Yo me rodeo de los Dj que me caen bien. Hay de todo en el mundo: hay machistas, arribistas, de todo. Yo trato de rodearme de gente buena onda porque esto es una válvula de escape, entonces para qué generar malos ambientes… Aunque sí me ha tocado pelear porque hay algunos que creen que para que una Dj tenga éxito tiene que andar mostrando las pechugas o acostándose con todo el mundo, algo que pasa en la mayoría de las pegas, creo yo. Lo bueno es que eso ha ido cambiando y hasta tengo amigos que les encantan las Dj porque la música que colocamos tiene un sabor distinto, colores distintos.

En tus presentaciones, ¿qué podría escuchar la gente?

 Yo toco tecno, pero lo hago muy progresivo, muy viajero. Mi música es bien envolvente, bien hipnotizante, de tintes que suenan al progressive trance, o sea, tiene todo el viaje del progressive con todos los elementos percutidos e industriales del tecno.

 ¿En qué lugares te presentas frecuentemente?

 Yo me muevo harto en el circuito electrónico underground de Santiago, en donde no hay sitios fijos, salvo los icónicos como el NaveLuna donde partí tocando, Radicales en donde siempre se hacían fiestas, pero ahora no sé porqué no lo está haciendo, pero era un centro neurálgico de la electrónica. También se organizan fiestas en lugares de Bellavista, bares, entre otros… En realidad, toco donde exista un espacio en el que podamos tocar.

¿Es posible compatibilizar todos tus mundos?

 Yo creo que es parte de la capacidad de adaptación de una persona, ya que por más que te guste tu pega, si sólo haces eso, considero que es muy pobre para el desarrollo personal. Por ejemplo, la mayoría de los científicos hacen arte, porque es una necesidad casi biológica. La racionalidad de las ciencias es dura y a pesar de que es muy bonita, no hay una válvula de escape donde puedas sacar las tripas para afuera, por eso yo siento que todo puede combinar en la cabeza. Hay que acomodarse en los horarios, no más.

¿Qué le dirías a otras mujeres que se están aventurando a ser Dj?

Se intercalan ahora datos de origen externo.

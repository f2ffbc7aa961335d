//! Off-thread estimation with a one-shot completion signal.

use std::sync::Arc;
use std::time::Duration;

use inflexion_traits::{
    ChangePointEstimator, EstimationResult, EstimatorParams, InflexionError, Result, TimeSeries,
};
use tokio::sync::oneshot::{self, error::TryRecvError};
use tracing::debug;

use crate::EstimatorAdapter;

/// Pending result of an estimation running on a blocking worker thread.
///
/// The result is delivered exactly once. Dropping the task, or giving up on
/// it through [`wait_timeout`](Self::wait_timeout), abandons the result but
/// does not interrupt the backend; use the backend's own timeout for that.
#[derive(Debug)]
pub struct EstimationTask {
    receiver: oneshot::Receiver<Result<EstimationResult>>,
}

impl EstimationTask {
    /// Waits for the result.
    ///
    /// # Errors
    ///
    /// Returns the estimation error, or [`InflexionError::EstimationFailed`]
    /// if the worker stopped without producing a result.
    pub async fn wait(self) -> Result<EstimationResult> {
        self.receiver.await.map_err(|_| {
            InflexionError::EstimationFailed(
                "estimation worker stopped without a result".to_string(),
            )
        })?
    }

    /// Waits for the result for at most `timeout`.
    ///
    /// # Errors
    ///
    /// As [`wait`](Self::wait), plus [`InflexionError::EstimationFailed`] when
    /// the deadline passes first.
    pub async fn wait_timeout(self, timeout: Duration) -> Result<EstimationResult> {
        tokio::time::timeout(timeout, self.wait())
            .await
            .map_err(|_| {
                InflexionError::EstimationFailed(format!("no result within {:?}", timeout))
            })?
    }

    /// Takes the result if it is ready, without waiting.
    ///
    /// Returns `None` while the estimation is still running.
    pub fn try_take(&mut self) -> Option<Result<EstimationResult>> {
        match self.receiver.try_recv() {
            Ok(outcome) => Some(outcome),
            Err(TryRecvError::Empty) => None,
            Err(TryRecvError::Closed) => Some(Err(InflexionError::EstimationFailed(
                "estimation worker stopped without a result".to_string(),
            ))),
        }
    }
}

/// Starts an estimation on tokio's blocking thread pool.
///
/// Must be called from within a tokio runtime. The series is moved to the
/// worker, so the caller's thread never blocks on the backend.
pub fn spawn_estimate<E>(
    adapter: Arc<EstimatorAdapter<E>>,
    series: TimeSeries,
    params: EstimatorParams,
) -> EstimationTask
where
    E: ChangePointEstimator + 'static,
{
    let (sender, receiver) = oneshot::channel();

    tokio::task::spawn_blocking(move || {
        let outcome = adapter.estimate(&series, &params);
        if sender.send(outcome).is_err() {
            debug!("estimation finished after its task was abandoned");
        }
    });

    EstimationTask { receiver }
}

 ¡Que le den, no más! Hay muchas Dj qué son buenísimas, cada día somos más. Cuando empecé, éramos poquísimas las mujeres que habían antes, contadas con los dedos y ahora hay un montón de mujeres Dj incluso se hacen fiesta de pura Dj mujeres y esto es muy entretenido yo lo pasó muy bien y nosotras tenemos talentos especiales para poder ser Dj, dedicarte a ser Dj llena el alma.